An ileal varix is the major type of ectopic gastrointestinal varix. In a review 169 cases of ectopic gastrointestinal variceal bleeding, 17% was the highest rate of bleeding among all sites and was derived from jejunal and ileal varices[2]. Ileal varices are associated with a history of abdominal surgery and adhesions[6]. Presumably, abdominal surgery and intraperitoneal inflammation may cause adhesion of the intestinal tract. Then, collateral vessels within the adhesion may give rise to ectopic intestinal varices, particularly, in the jejunum and ileum[7]. Ectopic ileal varices most commonly flow into systemic circulation through the gonadal veins and less commonly through branches of the internal iliac veins[7]. In our case, there were various compatible features such as autoimmune portal hypertension and previous surgeries for appendicitis and hematochezia. Moreover, a portosystemic shunt, which flowed from the superior mesenteric vein into the right ovarian vein, was detected.

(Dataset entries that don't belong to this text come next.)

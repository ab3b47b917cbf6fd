//! Platform detection for selecting the correct build artifact.

use std::fmt;
use std::process::Command;

use crate::github::InstallError;

/// Operating systems with published builds.
#[derive(Debug, Clone, Copy, PartialEq, Eq)]
pub enum Os {
    /// Linux kernels.
    Linux,
    /// Darwin kernels.
    MacOs,
}

impl Os {
    /// Name used in artifact tags.
    #[must_use]
    pub const fn as_str(self) -> &'static str {
        match self {
            Self::Linux => "linux",
            Self::MacOs => "macos",
        }
    }
}

/// CPU architectures with published builds.
#[derive(Debug, Clone, Copy, PartialEq, Eq)]
pub enum Arch {
    /// 64-bit x86.
    Amd64,
    /// 64-bit ARM.
    Arm64,
}

impl Arch {
    /// Name used in artifact tags.
    #[must_use]
    pub const fn as_str(self) -> &'static str {
        match self {
            Self::Amd64 => "amd64",
            Self::Arm64 => "arm64",
        }
    }
}

/// Canonical `{os}-{arch}` tag naming a build variant.
///
/// # Example
///
/// ```
/// use tally_pr_install::platform::PlatformTag;
///
/// let tag = PlatformTag::from_uname("Darwin", "arm64").expect("supported");
/// assert_eq!(tag.to_string(), "macos-arm64");
/// assert_eq!(tag.artifact_name(), "tally-macos-arm64");
/// ```
#[derive(Debug, Clone, Copy, PartialEq, Eq)]
pub struct PlatformTag {
    os: Os,
    arch: Arch,
}

impl PlatformTag {
    /// Maps `uname -s` / `uname -m` output onto a platform tag.
    ///
    /// # Errors
    ///
    /// Returns [`InstallError::UnsupportedPlatform`] for any kernel or
    /// architecture without a published build.
    pub fn from_uname(kernel: &str, machine: &str) -> Result<Self, InstallError> {
        let os = match kernel.trim() {
            "Linux" => Os::Linux,
            "Darwin" => Os::MacOs,
            other => {
                return Err(InstallError::UnsupportedPlatform {
                    detail: format!("operating system '{other}'"),
                });
            }
        };

        let arch = match machine.trim() {
            "x86_64" | "amd64" => Arch::Amd64,
            "arm64" | "aarch64" => Arch::Arm64,
            other => {
                return Err(InstallError::UnsupportedPlatform {
                    detail: format!("architecture '{other}'"),
                });
            }
        };

        Ok(Self { os, arch })
    }

    /// Operating system component.
    #[must_use]
    pub const fn os(self) -> Os {
        self.os
    }

    /// Architecture component.
    #[must_use]
    pub const fn arch(self) -> Arch {
        self.arch
    }

    /// Name of the workflow artifact built for this platform.
    #[must_use]
    pub fn artifact_name(self) -> String {
        format!("tally-{self}")
    }
}

impl fmt::Display for PlatformTag {
    fn fmt(&self, f: &mut fmt::Formatter<'_>) -> fmt::Result {
        write!(f, "{}-{}", self.os.as_str(), self.arch.as_str())
    }
}

/// Detects the running platform by asking `uname`.
///
/// # Errors
///
/// Returns [`InstallError::UnsupportedPlatform`] when `uname` cannot be run or
/// reports an unsupported platform.
pub fn detect() -> Result<PlatformTag, InstallError> {
    let kernel = uname("-s")?;
    let machine = uname("-m")?;
    PlatformTag::from_uname(&kernel, &machine)
}

fn uname(flag: &str) -> Result<String, InstallError> {
    let output = Command::new("uname").arg(flag).output().map_err(|error| {
        InstallError::UnsupportedPlatform {
            detail: format!("could not run uname {flag}: {error}"),
        }
    })?;

    if !output.status.success() {
        return Err(InstallError::UnsupportedPlatform {
            detail: format!("uname {flag} exited with {}", output.status),
        });
    }

    Ok(String::from_utf8_lossy(&output.stdout).trim().to_owned())
}
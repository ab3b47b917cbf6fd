//! Independent heuristics that guess the repository the installer came from.
//!
//! Each probe is stateless and read-only. A probe that cannot see anything
//! useful returns `None`; none of them can fail the resolution.

use std::path::PathBuf;

use camino::Utf8PathBuf;

use super::history::{HISTORY_TAIL_LINES, tail_lines};
use super::pattern::{first_repository, last_repository};
use super::process::ProcessTable;
use crate::github::RepositorySpec;
use crate::local::origin_repository;

/// Maximum number of ancestors inspected by [`AncestryProbe`].
pub const MAX_ANCESTOR_GENERATIONS: usize = 5;

/// The heuristic that produced an auto-detected repository.
#[derive(Debug, Clone, Copy, PartialEq, Eq)]
pub enum Heuristic {
    /// Recent shell history.
    ShellHistory,
    /// A running `curl` process.
    ProcessTable,
    /// A command line among this process's ancestors.
    ProcessAncestry,
    /// The `origin` remote of the current checkout.
    LocalCheckout,
}

impl Heuristic {
    /// Human-readable description of the signal.
    #[must_use]
    pub const fn describe(self) -> &'static str {
        match self {
            Self::ShellHistory => "shell history",
            Self::ProcessTable => "running curl process",
            Self::ProcessAncestry => "parent process",
            Self::LocalCheckout => "local git checkout",
        }
    }
}

/// A best-effort signal for the repository to query.
pub trait RepositoryProbe {
    /// Which heuristic this probe implements.
    fn heuristic(&self) -> Heuristic;

    /// Returns a repository if the signal is present.
    fn probe(&self) -> Option<RepositorySpec>;
}

/// Searches the tail of the shell history, newest line first.
#[derive(Debug, Clone)]
pub struct HistoryProbe {
    path: Option<Utf8PathBuf>,
}

impl HistoryProbe {
    /// Probe the given history file, if any.
    #[must_use]
    pub const fn new(path: Option<Utf8PathBuf>) -> Self {
        Self { path }
    }
}

impl RepositoryProbe for HistoryProbe {
    fn heuristic(&self) -> Heuristic {
        Heuristic::ShellHistory
    }

    fn probe(&self) -> Option<RepositorySpec> {
        let path = self.path.as_deref()?;
        tail_lines(path, HISTORY_TAIL_LINES)
            .iter()
            .rev()
            .find_map(|line| last_repository(line))
    }
}

/// Scans `curl` command lines across the whole process table.
///
/// The first match in listing order wins, which is not necessarily the most
/// recent `curl` when several installers run at once.
pub struct ProcessTableProbe<'table> {
    table: &'table dyn ProcessTable,
}

impl<'table> ProcessTableProbe<'table> {
    /// Probe the given process table.
    #[must_use]
    pub const fn new(table: &'table dyn ProcessTable) -> Self {
        Self { table }
    }
}

impl RepositoryProbe for ProcessTableProbe<'_> {
    fn heuristic(&self) -> Heuristic {
        Heuristic::ProcessTable
    }

    fn probe(&self) -> Option<RepositorySpec> {
        self.table
            .command_lines()
            .iter()
            .filter(|line| line.to_ascii_lowercase().contains("curl"))
            .find_map(|line| first_repository(line))
    }
}

/// Walks up the process tree from a starting PID.
pub struct AncestryProbe<'table> {
    table: &'table dyn ProcessTable,
    start_pid: u32,
}

impl<'table> AncestryProbe<'table> {
    /// Probe ancestors beginning with `start_pid` (normally the parent PID).
    #[must_use]
    pub const fn new(table: &'table dyn ProcessTable, start_pid: u32) -> Self {
        Self { table, start_pid }
    }
}

impl RepositoryProbe for AncestryProbe<'_> {
    fn heuristic(&self) -> Heuristic {
        Heuristic::ProcessAncestry
    }

    fn probe(&self) -> Option<RepositorySpec> {
        let mut pid = self.start_pid;
        for _ in 0..MAX_ANCESTOR_GENERATIONS {
            if pid <= 1 {
                return None;
            }
            if let Some(found) = self
                .table
                .command_line(pid)
                .and_then(|line| first_repository(&line))
            {
                return Some(found);
            }
            pid = self.table.parent_pid(pid)?;
        }
        None
    }
}

/// Reads the `origin` remote of the checkout containing a directory.
#[derive(Debug, Clone)]
pub struct CheckoutProbe {
    directory: PathBuf,
}

impl CheckoutProbe {
    /// Probe the checkout containing `directory`.
    #[must_use]
    pub const fn new(directory: PathBuf) -> Self {
        Self { directory }
    }
}

impl RepositoryProbe for CheckoutProbe {
    fn heuristic(&self) -> Heuristic {
        Heuristic::LocalCheckout
    }

    fn probe(&self) -> Option<RepositorySpec> {
        match origin_repository(&self.directory) {
            Ok(repository) => Some(repository),
            Err(error) => {
                tracing::debug!("checkout probe found nothing: {error}");
                None
            }
        }
    }
}
//! GitHub build lookup and artifact download.
//!
//! This module wraps Octocrab to find the head commit of a pull request, pick
//! the most recent successful workflow run for it, and download the run's
//! artifacts. Errors are mapped into user-friendly variants so that callers can
//! surface precise failures without exposing Octocrab internals.

pub mod build_locator;
pub mod credentials;
pub mod error;
pub mod gateway;
pub mod locator;
pub mod models;

pub use build_locator::{BuildLocator, DEFAULT_WORKFLOW, LocatedBuild};
pub use credentials::{CredentialSource, ExplicitToken, GhCliCredentials, StaticCredentials};
pub use error::InstallError;
pub use gateway::{BuildGateway, OctocrabGateway};
pub use locator::{
    PersonalAccessToken, PullRequestNumber, PullRequestRef, RepositoryName, RepositoryOwner,
    RepositorySpec,
};
pub use models::{ArtifactSummary, HeadCommit, WorkflowRun};

#[cfg(test)]
pub use gateway::MockBuildGateway;
//! Layer composition for configuration tests.

use ortho_config::MergeComposer;
use serde_json::Value;

use crate::InstallerConfig;

/// Source a test layer pretends to come from.
#[derive(Debug, Clone, Copy)]
pub enum Layer {
    Defaults,
    File,
    Environment,
    Cli,
}

/// Merges `(layer, value)` pairs, in order, into an [`InstallerConfig`].
///
/// The serialised [`InstallerConfig::default`] is pushed first, as a real
/// load does.
pub fn compose(layers: &[(Layer, Value)]) -> InstallerConfig {
    let mut composer = MergeComposer::new();
    composer.push_defaults(
        serde_json::to_value(InstallerConfig::default()).expect("defaults serialise"),
    );
    for (layer, value) in layers.iter().cloned() {
        match layer {
            Layer::Defaults => composer.push_defaults(value),
            Layer::File => composer.push_file(value, None),
            Layer::Environment => composer.push_environment(value),
            Layer::Cli => composer.push_cli(value),
        }
    }

    InstallerConfig::merge_from_layers(composer.layers()).expect("layers should merge")
}
//! Gateways for locating builds and downloading artifacts from GitHub.
//!
//! The trait-based design enables mocking in tests while the Octocrab
//! implementation handles real HTTP requests.

mod actions;
mod client;
mod error_mapping;

pub use actions::OctocrabGateway;

use async_trait::async_trait;

use crate::github::error::InstallError;
use crate::github::locator::{PullRequestRef, RepositorySpec};
use crate::github::models::{ArtifactSummary, HeadCommit, WorkflowRun};

/// Gateway exposing the GitHub endpoints the installer relies on.
#[cfg_attr(test, mockall::automock)]
#[async_trait]
pub trait BuildGateway: Send + Sync {
    /// Fetch the head commit of a pull request.
    ///
    /// Returns `Ok(None)` when the pull request does not exist or reports no
    /// head SHA.
    async fn pull_request_head(
        &self,
        pull_request: &PullRequestRef,
    ) -> Result<Option<HeadCommit>, InstallError>;

    /// List successful runs of `workflow` for the given head commit.
    ///
    /// Results are returned in API order; callers must not assume any
    /// particular ordering.
    async fn successful_runs(
        &self,
        repository: &RepositorySpec,
        workflow: &str,
        head: &HeadCommit,
    ) -> Result<Vec<WorkflowRun>, InstallError>;

    /// List the artifacts of a run whose name matches `name`.
    async fn run_artifacts(
        &self,
        repository: &RepositorySpec,
        run_id: u64,
        name: &str,
    ) -> Result<Vec<ArtifactSummary>, InstallError>;

    /// Download an artifact as a zip archive.
    async fn download_artifact(
        &self,
        repository: &RepositorySpec,
        artifact_id: u64,
    ) -> Result<Vec<u8>, InstallError>;
}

From the PubMed database including our own, we reviewed 21 consecutive cases of ileal variceal bleeding diagnosed from 1982 to 2017. The clinical features of 21 patients are shown in Table 1. Patients with ileal variceal bleeding consisted of 5 male and 16 female patients with a median age of 57 years (range 33-80 years). From the medical history, 71.4% (15/21) of patients were associated with portal hypertension due to liver cirrhosis. Previous abdominal surgery was noted in 57.1% (12/21) of patients. Regarding the diagnosis, 61.9% (13/21) of patients were diagnosed by SMA angiography. Capsule endoscopy was used in two cases. However, recent cases were mainly diagnosed by MDCT or MDCT and angiography and treated by surgical resection with no further bleeding. Surgical resection was performed in 76.1% (16/21) of all patients. Some recent patients underwent interventional radiology (IVR) treatment methods such as transjugular intrahepatic portosystemic shunt (TIPS)[8-10] and balloon-occluded retrograde transvenous obliteration (BRTO)[11,12].

Table 1.

Summary of the reported ileal variceal bleeding

Case Year Age Sex Past history Previous abdominal surgery Diagnosis Treatment Outcome
1 1982 Falchuk 52 F liver cirrhosis Cholecystectomy SMA angiography Partial enterectomy Dead
2 1984 Shimada 49 M liver cirrhosis Ruputured esophageal varix SMA angiography Partial enterectomy Alive
3 1986 Hojhus 80 F Periappendicular abscess (-) SMA angiography Partial enterectomy Dead
4 1986 Arst 56 F Liver cirrhosis (-) Laparotomy Ileocolectomy Dead
5 1990 Lewis 72 F Liver cirrhosis Hysterectomy SMA angiography Ileocolectomy Alive
6 1994 Kurihara 43 M (-) (-) SMA angiography Partial enterectomy Alive
7 1997 Ahn 54 M Liver cirrhosis (-) SMA angiography Ileocolectomy Dead
8 1999 Ohtani 66 F Liver cirrhosis Ectopic pregnancy SMA angiography Partial enterectomy Alive
9 2001 Kobayashi 62 F Hepatocellular carcinoma Hysterectomy SMA angiography Ligation of ileocecal and ovarian vein Alive
10 2006 Ueda 72 F Liver cirrhosis Abdominal aortic aneurysm MDCT Partial enterectomy Alive
11 2007 Lopez 56 F Liver cirrhosis Pelvic surgery SMA angiography TIPS Alive
12 2007 Mashimo 33 F Liver cirrhosis Endometriosis SMA angiography Partial enterectomy Alive
13 2009 Suzuki 74 F Liver cirrhosis Acute appendicitis MDCT Partial enterectomy Alive
14 2009 Traina 58 F Liver cirrhosis (-) ES Sclerotherapy + TIPS Alive
15 2009 Sato 55 M Liver cirrhosis Laparotomy for colonic tumor Retrograde transvenous venography BRTO Alive
16 2010 Konishi 54 F (-) (-) CE Partial enterectomy Alive
17 2011 Ambiru 62 F Liver cirrhosis Ectopic pregnancy MDCT Partial enterectomy Alive
18 2011 Castagna 70 M Liver cirrhosis (-) CE TIPS Alive
19 2013 Vamadevan 48 F Liver cirrhosis (-) MDCT TIPS Alive
20 2015 Garcia 74 F Venous thromboembolism (-) MDCT Partial enterectomy Alive
21 2017 Our case 57 F Portal hypertension Acute appendicitis MDCT Partial enterectomy Alive

CE: Capsule endoscopy; MDCT: Multi-detector raw computed tomography; ES: Enteroscopy; TIPS: Transjugular intrahepatic portosystemic shunt; BRTO: Balloon occluded retrograde transvenous obliteration.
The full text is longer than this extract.